Ein niedriger Blutdruck kann dabei eine Hochpulsigkeit begünstigen
Sollest Du Ruheblutdruckwerte von beispielsweise 90/50 mmHg haben und vom Liegen oder Sitzen schnell aufstehen, so schießt Dein Puls wahrscheinlich raketenartig nach oben, da Dein tiefer Blutdruck zu langsam reagiert und Dein Körper somit über den hohen Puls versucht, den Kreislauf stabil zu halten, damit Dir nicht schwindlig wird oder schwarz vor Augen.
Unter Belastung sehen wir in unserer Arbeit als Diagnostiker nicht selten hohe Herzfrequenzen, vor allem bei schlanken Frauen mit niedrigem Blutdruck. Wenn sie auf das Laufband oder Fahrradergometer steigen, sind die Pulswerte oft schon im dreistelligen Bereich. Und wenn es mit der Belastungstestung losgeht, sind sie schnell bei 140-160 S/min. Das ist zunächst nicht bedenklich (auch wenn sich die Probanden gerne Sorgen darüber machen), aber wir sehen am Verlauf der Laktatwerte und der Atemgase, ob die Muskulatur in den hohen Pulsbereichen noch im aeroben Stoffwechsel, also im Sauerstoffüberschuss ist und somit im gesunden Bereich arbeitet. Und das ist der entscheidende Faktor: Denn wenn der Stoffwechsel der Muskulatur noch nicht an der Grenze zum anaeroben Bereich (= Kohlenhydratstoffwechsel) ist, so sind auch die hohen Pulswerte (die gerne mal bei 170/180 S/min liegen können) unbedenklich und können auch im nachfolgenden Training angesteuert werden.

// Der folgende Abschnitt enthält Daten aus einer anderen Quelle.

use axum::extract::rejection::{JsonRejection, QueryRejection};
use axum::extract::{Path, Query, State};
use axum::http::StatusCode;
use axum::Json;
use serde::{Deserialize, Serialize};
use tracing::info;

use super::{ApiError, AppState};
use crate::clients::ActorClient;
use crate::dashboard::{
    CampaignRow, DeviceRow, KpiPoint, KpiSummary, LiveSnapshot, PerformanceSlice, PlatformRow, TrendPoint,
    DEFAULT_KPI_LIMIT, DEFAULT_PERFORMANCE_LIMIT,
};
use crate::model::{Campaign, CampaignCreate, CampaignUpdate, Insight};
use crate::predictor::{PredictRequest, Prediction};

type ApiResult<T> = Result<Json<T>, ApiError>;

#[derive(Debug, Default, Deserialize)]
pub struct LimitParams {
    pub limit: Option<usize>,
}

fn limit(params: Result<Query<LimitParams>, QueryRejection>) -> Result<Option<usize>, ApiError> {
    Ok(params?.0.limit)
}

#[derive(Debug, Serialize)]
pub struct Health {
    pub status: &'static str,
    pub campaigns: usize,
    pub model_loaded: bool,
}

pub async fn health(State(state): State<AppState>) -> ApiResult<Health> {
    let campaigns = state.campaigns.count().await?;
    Ok(Json(Health {
        status: "ok",
        campaigns,
        model_loaded: state.predictions.is_loaded(),
    }))
}

pub async fn all_campaigns(
    State(state): State<AppState>,
    params: Result<Query<LimitParams>, QueryRejection>,
) -> ApiResult<Vec<CampaignRow>> {
    Ok(Json(state.dashboard.all_campaigns(limit(params)?).await?))
}

pub async fn weekly_trends(State(state): State<AppState>) -> ApiResult<Vec<TrendPoint>> {
    let today = chrono::Local::now().date_naive();
    Ok(Json(state.dashboard.weekly_trends(today).await?))
}

pub async fn device_demographics(State(state): State<AppState>) -> ApiResult<Vec<DeviceRow>> {
    Ok(Json(state.dashboard.device_demographics().await?))
}

pub async fn kpi_data(
    State(state): State<AppState>,
    params: Result<Query<LimitParams>, QueryRejection>,
) -> ApiResult<Vec<KpiPoint>> {
    let limit = limit(params)?.unwrap_or(DEFAULT_KPI_LIMIT);
    Ok(Json(state.dashboard.kpi_data(limit).await?))
}

pub async fn campaign_performance(
    State(state): State<AppState>,
    params: Result<Query<LimitParams>, QueryRejection>,
) -> ApiResult<Vec<PerformanceSlice>> {
    let limit = limit(params)?.unwrap_or(DEFAULT_PERFORMANCE_LIMIT);
    Ok(Json(state.dashboard.campaign_performance(limit).await?))
}

pub async fn kpi_summary(State(state): State<AppState>) -> ApiResult<KpiSummary> {
    Ok(Json(state.dashboard.kpi_summary().await?))
}

pub async fn platform_performance(State(state): State<AppState>) -> ApiResult<Vec<PlatformRow>> {
    Ok(Json(state.dashboard.platform_performance().await?))
}

pub async fn real_time(State(state): State<AppState>) -> ApiResult<LiveSnapshot> {
    Ok(Json(state.dashboard.real_time().await?))
}

pub async fn predictive_insights(State(state): State<AppState>) -> ApiResult<Vec<Insight>> {
    Ok(Json(state.dashboard.predictive_insights().await?))
}

#[derive(Debug, Serialize)]
pub struct Created {
    pub ad_id: String,
}

pub async fn create_campaign(
    State(state): State<AppState>,
    body: Result<Json<CampaignCreate>, JsonRejection>,
) -> Result<(StatusCode, Json<Created>), ApiError> {
    let Json(params) = body?;
    let ad_id = state.campaigns.ingest(params).await?;
    Ok((StatusCode::CREATED, Json(Created { ad_id })))
}

pub async fn get_campaign(State(state): State<AppState>, Path(ad_id): Path<String>) -> ApiResult<Campaign> {
    match state.campaigns.get(ad_id.clone()).await? {
        Some(campaign) => Ok(Json(campaign)),
        None => Err(ApiError::NotFound(format!("Campaign not found: {ad_id}"))),
    }
}

pub async fn update_campaign(
    State(state): State<AppState>,
    Path(ad_id): Path<String>,
    body: Result<Json<CampaignUpdate>, JsonRejection>,
) -> ApiResult<Campaign> {
    let Json(update) = body?;
    Ok(Json(state.campaigns.update_campaign(ad_id, update).await?))
}

pub async fn delete_campaign(
    State(state): State<AppState>,
    Path(ad_id): Path<String>,
) -> Result<StatusCode, ApiError> {
    state.campaigns.delete(ad_id).await?;
    Ok(StatusCode::NO_CONTENT)
}

pub async fn predict(
    State(state): State<AppState>,
    body: Result<Json<PredictRequest>, JsonRejection>,
) -> ApiResult<Prediction> {
    let Json(request) = body?;
    Ok(Json(state.predictions.predict(request).await?))
}

#[derive(Debug, Default, Deserialize)]
pub struct ConversationRequest {
    #[serde(default)]
    pub message: String,
}

#[derive(Debug, Serialize)]
pub struct ConversationReply {
    pub reply: String,
}

/// Placeholder assistant endpoint: echoes the message back.
pub async fn conversation(body: Result<Json<ConversationRequest>, JsonRejection>) -> ApiResult<ConversationReply> {
    let Json(request) = body?;
    info!(chars = request.message.len(), "Conversation message received");
    Ok(Json(ConversationReply {
        reply: format!("Received your message: {}", request.message),
    }))
}
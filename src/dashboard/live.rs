//! Random traffic for the "real-time" view.

use rand::Rng;

use crate::campaign_actor::TrafficDelta;

/// Default number of rows touched per `/realTime` request.
pub const DEFAULT_LIVE_SAMPLE: usize = 25;

/// Draws one delta: up to 500 impressions, 25 clicks and 5 conversions, with
/// a per-click price between 0.20 and 1.50.
pub fn random_delta<R: Rng + ?Sized>(rng: &mut R) -> TrafficDelta {
    let clicks: i64 = rng.gen_range(0..=25);
    let cost = clicks as f64 * rng.gen_range(0.2..1.5);
    TrafficDelta {
        impressions: rng.gen_range(0..=500),
        clicks,
        conversions: rng.gen_range(0..=5),
        cost,
        sale_amount: 0.0,
    }
}
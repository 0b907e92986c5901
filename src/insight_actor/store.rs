//! SQLite persistence for the `predictive_insights` table.

use rusqlite::{params, Connection, OptionalExtension, Row};

use super::actions::{InsightQuery, InsightQueryResult};
use crate::framework::{ResourceStore, StoreError};
use crate::model::{yes_no, Insight};

const SCHEMA_SQL: &str = r#"
CREATE TABLE IF NOT EXISTS predictive_insights (
    Insight_ID TEXT PRIMARY KEY,
    Campaign_Name TEXT NOT NULL,
    Spend REAL NOT NULL DEFAULT 0,
    Status TEXT NOT NULL DEFAULT 'Active',
    CPC REAL NOT NULL DEFAULT 0,
    Bidding_Strategy TEXT NOT NULL DEFAULT '',
    Conversions INTEGER NOT NULL DEFAULT 0,
    Revenue REAL NOT NULL DEFAULT 0,
    Profitable TEXT NOT NULL DEFAULT 'No',
    Recommendation TEXT NOT NULL DEFAULT ''
);
"#;

const SELECT_COLUMNS: &str =
    "Insight_ID, Campaign_Name, Spend, Status, CPC, Bidding_Strategy, Conversions, Revenue, Profitable, Recommendation";

const INSERT_SQL: &str = "INSERT INTO predictive_insights
    (Insight_ID, Campaign_Name, Spend, Status, CPC, Bidding_Strategy, Conversions, Revenue, Profitable, Recommendation)
    VALUES (?1, ?2, ?3, ?4, ?5, ?6, ?7, ?8, ?9, ?10)";

/// Owns the connection used by the insight actor.
pub struct SqliteInsightStore {
    conn: Connection,
}

impl SqliteInsightStore {
    pub fn new(conn: Connection) -> Result<Self, StoreError> {
        conn.execute_batch(SCHEMA_SQL)?;
        Ok(Self { conn })
    }

    fn row_to_insight(row: &Row<'_>) -> rusqlite::Result<Insight> {
        let status: String = row.get(3)?;
        let profitable: String = row.get(8)?;
        Ok(Insight {
            id: row.get(0)?,
            campaign_name: row.get(1)?,
            spend: row.get(2)?,
            status: status.parse().map_err(|e: String| {
                rusqlite::Error::FromSqlConversionFailure(3, rusqlite::types::Type::Text, e.into())
            })?,
            cpc: row.get(4)?,
            bidding_strategy: row.get(5)?,
            conversions: row.get(6)?,
            revenue: row.get(7)?,
            profitable: yes_no::parse(&profitable).unwrap_or(false),
            recommendation: row.get(9)?,
        })
    }

    fn bind(conn: &Connection, item: &Insight) -> rusqlite::Result<usize> {
        conn.prepare_cached(INSERT_SQL)?.execute(params![
            item.id,
            item.campaign_name,
            item.spend,
            item.status.to_string(),
            item.cpc,
            item.bidding_strategy,
            item.conversions,
            item.revenue,
            yes_no::as_str(item.profitable),
            item.recommendation,
        ])
    }

    fn all(&self) -> Result<Vec<Insight>, StoreError> {
        let sql = format!("SELECT {SELECT_COLUMNS} FROM predictive_insights ORDER BY Campaign_Name ASC");
        let mut stmt = self.conn.prepare(&sql)?;
        let rows = stmt
            .query_map([], Self::row_to_insight)?
            .collect::<Result<Vec<_>, _>>()?;
        Ok(rows)
    }

    fn replace_all(&mut self, items: &[Insight]) -> Result<usize, StoreError> {
        let tx = self.conn.transaction()?;
        tx.execute("DELETE FROM predictive_insights", [])?;
        for item in items {
            Self::bind(&tx, item)?;
        }
        tx.commit()?;
        Ok(items.len())
    }
}

impl ResourceStore<Insight> for SqliteInsightStore {
    fn insert(&mut self, item: &Insight) -> Result<(), StoreError> {
        Self::bind(&self.conn, item)?;
        Ok(())
    }

    fn fetch(&self, id: &String) -> Result<Option<Insight>, StoreError> {
        let sql = format!("SELECT {SELECT_COLUMNS} FROM predictive_insights WHERE Insight_ID = ?1");
        let insight = self.conn.query_row(&sql, [id], Self::row_to_insight).optional()?;
        Ok(insight)
    }

    fn save(&mut self, item: &Insight) -> Result<(), StoreError> {
        self.conn.execute(
            "UPDATE predictive_insights SET Campaign_Name = ?2, Spend = ?3, Status = ?4, CPC = ?5,
                Bidding_Strategy = ?6, Conversions = ?7, Revenue = ?8, Profitable = ?9, Recommendation = ?10
             WHERE Insight_ID = ?1",
            params![
                item.id,
                item.campaign_name,
                item.spend,
                item.status.to_string(),
                item.cpc,
                item.bidding_strategy,
                item.conversions,
                item.revenue,
                yes_no::as_str(item.profitable),
                item.recommendation,
            ],
        )?;
        Ok(())
    }

    fn remove(&mut self, id: &String) -> Result<bool, StoreError> {
        let changed = self
            .conn
            .execute("DELETE FROM predictive_insights WHERE Insight_ID = ?1", [id])?;
        Ok(changed > 0)
    }

    fn count(&self) -> Result<usize, StoreError> {
        let count: i64 = self
            .conn
            .query_row("SELECT COUNT(*) FROM predictive_insights", [], |row| row.get(0))?;
        Ok(count as usize)
    }

    fn query(&mut self, query: InsightQuery) -> Result<InsightQueryResult, StoreError> {
        match query {
            InsightQuery::All => Ok(InsightQueryResult::All(self.all()?)),
            InsightQuery::ReplaceAll(items) => Ok(InsightQueryResult::ReplaceAll(self.replace_all(&items)?)),
        }
    }
}
//! Custom actions and queries for the Insight actor.

use crate::model::{Insight, InsightStatus};

#[derive(Debug, Clone)]
pub enum InsightAction {
    /// Moves the insight to a new status, returning the previous one.
    SetStatus(InsightStatus),
}

/// Results from InsightActions - variants match 1:1 with InsightAction
#[derive(Debug, Clone)]
pub enum InsightActionResult {
    SetStatus(InsightStatus),
}

#[derive(Debug, Clone)]
pub enum InsightQuery {
    /// Every row, ordered by campaign name.
    All,
    /// Deletes every row and inserts the given ones in a single transaction.
    ReplaceAll(Vec<Insight>),
}

/// Results from InsightQueries - variants match 1:1 with InsightQuery
#[derive(Debug, Clone)]
pub enum InsightQueryResult {
    All(Vec<Insight>),
    /// Number of rows inserted.
    ReplaceAll(usize),
}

Zurück zum Ruhepuls: Grundsätzlich sind hohe Pulswerte in Ruhe nicht gefährlich (im Gegensatz zum hohen Blutdruck) und meist nur ein Symptom. Sie sollten aber beobachtet werden. Denn wenn Dein Herz in Ruhe anstatt 60 S/min eine Arbeit von 90 S/min machen muss, dann sind das täglich 43.200 Schläge mehr als beim „Normalpulser“ und 72.000 Schläge mehr als bei einem gut Trainierten, der einen Ruhepuls von 40 S/min erreicht. Auf das Jahr gerechnet kann hier ein Unterscheid von 25.000.000 Millionen Schläge zusammenkommen, eine beachtliche Menge. Wir wollen Dich nicht beunruhigen, denn das Herz hat nicht eine maximale Schlagzahl, an dem es seinen Dienst quittiert, genauso wie der Motor eines Autos: Manche haben bei 300.000 Kilometer Fahrleistung schon einen Motorschaden, andere fahren Ihre Autos gut und gerne 900.000 Kilometer, v.a. wenn sie schonend fahren und den Ölwechsel rechtzeitig machen.
Und genau das ist der wichtigere Faktor: Gehe schonend mit Deinem Herz um und pflege es! Wir wollen Dich motivieren, Dich um die Bedürfnisse Deines Herzens zu kümmern: Das beginnt mit der richtigen Flüssigkeitszufuhr (siehe dazu auch den Absatz Trinkmenge und Hochpulser). Dein Herz ist zudem ein unermüdlicher Arbeitsmuskel, und Dein Herz will Arbeit haben: Bewege Dich also regelmäßig, um es zu fordern, aber nicht zu überfordern! Und hier ist wiederum der entscheidende Faktor, mit welchem Puls Du beim Joggen, Radfahren, Schwimmen oder sonstigen Aktivitäten unterwegs bist.